RECORDS SUPPLIED Block Start

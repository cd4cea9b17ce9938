//! In-process coordination store
//!
//! `MemoryStore` keeps the node tree in memory and delivers watch
//! notifications in the order mutations are applied. It backs the tests and
//! the standalone discovery daemon.

use crate::tree::join;
use crate::{Acl, CoordinationStore, CreateMode, Result, StoreError, TreeWatcher};
use async_trait::async_trait;
use discovery_core::{sanitize, WatchEvent};
use std::collections::BTreeMap;
use std::sync::atomic::{AtomicBool, Ordering};
use std::sync::Arc;
use tokio::sync::mpsc::error::TrySendError;
use tokio::sync::{mpsc, Mutex};
use tracing::{debug, trace, warn};

const DEFAULT_CHANNEL_CAPACITY: usize = 256;

#[derive(Debug)]
struct Node {
    data: Vec<u8>,
    version: i32,
    mode: CreateMode,
}

#[derive(Debug)]
struct Subscription {
    root: String,
    depth: usize,
    tx: mpsc::Sender<WatchEvent>,
}

/// Depth of `path` below `root`, if it is inside the subtree
fn relative_depth(root: &str, path: &str) -> Option<usize> {
    if path == root {
        return Some(0);
    }
    let rest = if root == "/" {
        path.strip_prefix('/')?
    } else {
        path.strip_prefix(root)?.strip_prefix('/')?
    };
    Some(rest.split('/').count())
}

impl Subscription {
    fn covers(&self, path: &str) -> bool {
        relative_depth(&self.root, path).is_some_and(|depth| depth <= self.depth + 1)
    }
}

#[derive(Debug)]
struct State {
    nodes: BTreeMap<String, Node>,
    subscriptions: Vec<Subscription>,
}

impl State {
    fn node(&self, path: &str) -> Result<&Node> {
        self.nodes
            .get(path)
            .ok_or_else(|| StoreError::NoNode(path.to_string()))
    }

    fn children(&self, path: &str) -> Vec<String> {
        let prefix = join(path, "");
        self.nodes
            .range(prefix.clone()..)
            .map(|(p, _)| p)
            .take_while(|p| p.starts_with(&prefix))
            .filter_map(|p| {
                let name = &p[prefix.len()..];
                (!name.is_empty() && !name.contains('/')).then(|| name.to_string())
            })
            .collect()
    }

    /// Deliver `event` to every subscription covering its path, in order.
    ///
    /// Runs under the store lock, so it never waits on a subscriber: one whose
    /// buffer is full is dropped, and its receiver sees the channel close once
    /// the buffered notifications are drained.
    fn notify(&mut self, event: WatchEvent) {
        let before = self.subscriptions.len();
        self.subscriptions.retain(|sub| {
            if !sub.covers(&event.path) {
                return !sub.tx.is_closed();
            }
            trace!("Notify {:?} {} to watch on {}", event.kind, event.path, sub.root);
            match sub.tx.try_send(event.clone()) {
                Ok(()) => true,
                Err(TrySendError::Full(_)) => {
                    warn!(
                        "Watch on {} is not keeping up, dropping it at {}",
                        sub.root, event.path
                    );
                    false
                }
                Err(TrySendError::Closed(_)) => false,
            }
        });
        if self.subscriptions.len() != before {
            debug!("Pruned watches, {} remaining", self.subscriptions.len());
        }
    }
}

fn normalize(path: &str) -> String {
    format!("/{}", sanitize(path))
}

fn parent(path: &str) -> &str {
    match path.rfind('/') {
        Some(0) | None => "/",
        Some(idx) => &path[..idx],
    }
}

fn check_version(path: &str, node: &Node, version: Option<i32>) -> Result<()> {
    match version {
        Some(v) if v != node.version => Err(StoreError::BadVersion(path.to_string())),
        _ => Ok(()),
    }
}

/// MemoryStore is an in-memory [`CoordinationStore`] and [`TreeWatcher`].
///
/// ACLs are accepted but not enforced. Clones share the same tree.
#[derive(Clone, Debug)]
pub struct MemoryStore {
    connected: Arc<AtomicBool>,
    state: Arc<Mutex<State>>,
    channel_capacity: usize,
}

impl MemoryStore {
    pub fn new() -> Self {
        Self::with_channel_capacity(DEFAULT_CHANNEL_CAPACITY)
    }

    /// Create a store whose watch channels buffer `capacity` notifications
    pub fn with_channel_capacity(capacity: usize) -> Self {
        let mut nodes = BTreeMap::new();
        nodes.insert(
            "/".to_string(),
            Node {
                data: Vec::new(),
                version: 0,
                mode: CreateMode::Persistent,
            },
        );
        Self {
            connected: Arc::new(AtomicBool::new(true)),
            state: Arc::new(Mutex::new(State {
                nodes,
                subscriptions: Vec::new(),
            })),
            channel_capacity: capacity.max(1),
        }
    }

    /// Mark the session as lost; every later call fails with `ConnectionClosed`
    pub fn disconnect(&self) {
        self.connected.store(false, Ordering::SeqCst);
    }

    /// Push a failed `Delete` notification for `path` to the watches covering it
    pub async fn fail_watches(&self, path: &str, message: &str) {
        let path = normalize(path);
        warn!("Failing watches on {}: {}", path, message);
        let mut state = self.state.lock().await;
        state.notify(WatchEvent::deleted(path).with_error(message));
    }

    /// Remove every ephemeral node, as when the owning session expires
    pub async fn expire_ephemerals(&self) -> usize {
        let mut state = self.state.lock().await;
        let expired: Vec<String> = state
            .nodes
            .iter()
            .filter(|(_, node)| node.mode == CreateMode::Ephemeral)
            .map(|(path, _)| path.clone())
            .collect();

        for path in expired.iter().rev() {
            state.nodes.remove(path);
            state.notify(WatchEvent::deleted(path.as_str()));
        }
        debug!("Expired {} ephemeral nodes", expired.len());
        expired.len()
    }

    /// Current data stored at `path`
    pub async fn data(&self, path: &str) -> Result<Vec<u8>> {
        self.ensure_connected()?;
        let state = self.state.lock().await;
        Ok(state.node(&normalize(path))?.data.clone())
    }

    /// Number of live watch subscriptions
    pub async fn watch_count(&self) -> usize {
        let mut state = self.state.lock().await;
        state.subscriptions.retain(|s| !s.tx.is_closed());
        state.subscriptions.len()
    }

    fn ensure_connected(&self) -> Result<()> {
        if self.is_connected() {
            Ok(())
        } else {
            Err(StoreError::ConnectionClosed)
        }
    }
}

impl Default for MemoryStore {
    fn default() -> Self {
        Self::new()
    }
}

#[async_trait]
impl CoordinationStore for MemoryStore {
    fn is_connected(&self) -> bool {
        self.connected.load(Ordering::SeqCst)
    }

    async fn exists(&self, path: &str) -> Result<bool> {
        self.ensure_connected()?;
        let state = self.state.lock().await;
        Ok(state.nodes.contains_key(&normalize(path)))
    }

    async fn create(&self, path: &str, data: &[u8], mode: CreateMode, _acl: &[Acl]) -> Result<()> {
        self.ensure_connected()?;
        let path = normalize(path);
        let mut state = self.state.lock().await;
        if state.nodes.contains_key(&path) {
            return Err(StoreError::NodeExists(path));
        }
        let parent_path = parent(&path);
        if state.node(parent_path)?.mode == CreateMode::Ephemeral {
            return Err(StoreError::NoChildrenForEphemerals(parent_path.to_string()));
        }

        state.nodes.insert(
            path.clone(),
            Node {
                data: data.to_vec(),
                version: 0,
                mode,
            },
        );
        state.notify(WatchEvent::created(path));
        Ok(())
    }

    async fn children(&self, path: &str) -> Result<Vec<String>> {
        self.ensure_connected()?;
        let path = normalize(path);
        let state = self.state.lock().await;
        state.node(&path)?;
        Ok(state.children(&path))
    }

    async fn set_data(&self, path: &str, data: &[u8], version: Option<i32>) -> Result<()> {
        self.ensure_connected()?;
        let path = normalize(path);
        let mut state = self.state.lock().await;
        let node = state
            .nodes
            .get_mut(&path)
            .ok_or_else(|| StoreError::NoNode(path.clone()))?;
        check_version(&path, node, version)?;
        node.data = data.to_vec();
        node.version += 1;

        state.notify(WatchEvent::updated(path));
        Ok(())
    }

    async fn delete(&self, path: &str, version: Option<i32>) -> Result<()> {
        self.ensure_connected()?;
        let path = normalize(path);
        let mut state = self.state.lock().await;
        check_version(&path, state.node(&path)?, version)?;
        if !state.children(&path).is_empty() {
            return Err(StoreError::NotEmpty(path));
        }

        state.nodes.remove(&path);
        state.notify(WatchEvent::deleted(path));
        Ok(())
    }
}

#[async_trait]
impl TreeWatcher for MemoryStore {
    async fn watch(&self, root: &str, depth: usize) -> Result<mpsc::Receiver<WatchEvent>> {
        self.ensure_connected()?;
        let root = normalize(root);
        let mut state = self.state.lock().await;
        state.node(&root)?;

        // BTreeMap order puts every parent before its children.
        let existing: Vec<String> = state
            .nodes
            .keys()
            .filter(|path| {
                relative_depth(&root, path).is_some_and(|d| d >= 1 && d <= depth + 1)
            })
            .cloned()
            .collect();

        let (tx, rx) = mpsc::channel(self.channel_capacity + existing.len());
        for path in existing {
            // Capacity covers the replay, so this never fails.
            let _ = tx.try_send(WatchEvent::created(path));
        }

        state.subscriptions.push(Subscription {
            root: root.clone(),
            depth,
            tx,
        });
        debug!("Watching {} to depth {}", root, depth);
        Ok(rx)
    }
}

RECORDS SUPPLIED Block End

**WHAT TO WORK ON:** Out of the records, collect only those lines that contain the string "trace".

**EXERCISE ANSWER:**
use tracing::{debug, trace, warn};
            trace!("Notify {:?} {} to watch on {}", event.kind, event.path, sub.root);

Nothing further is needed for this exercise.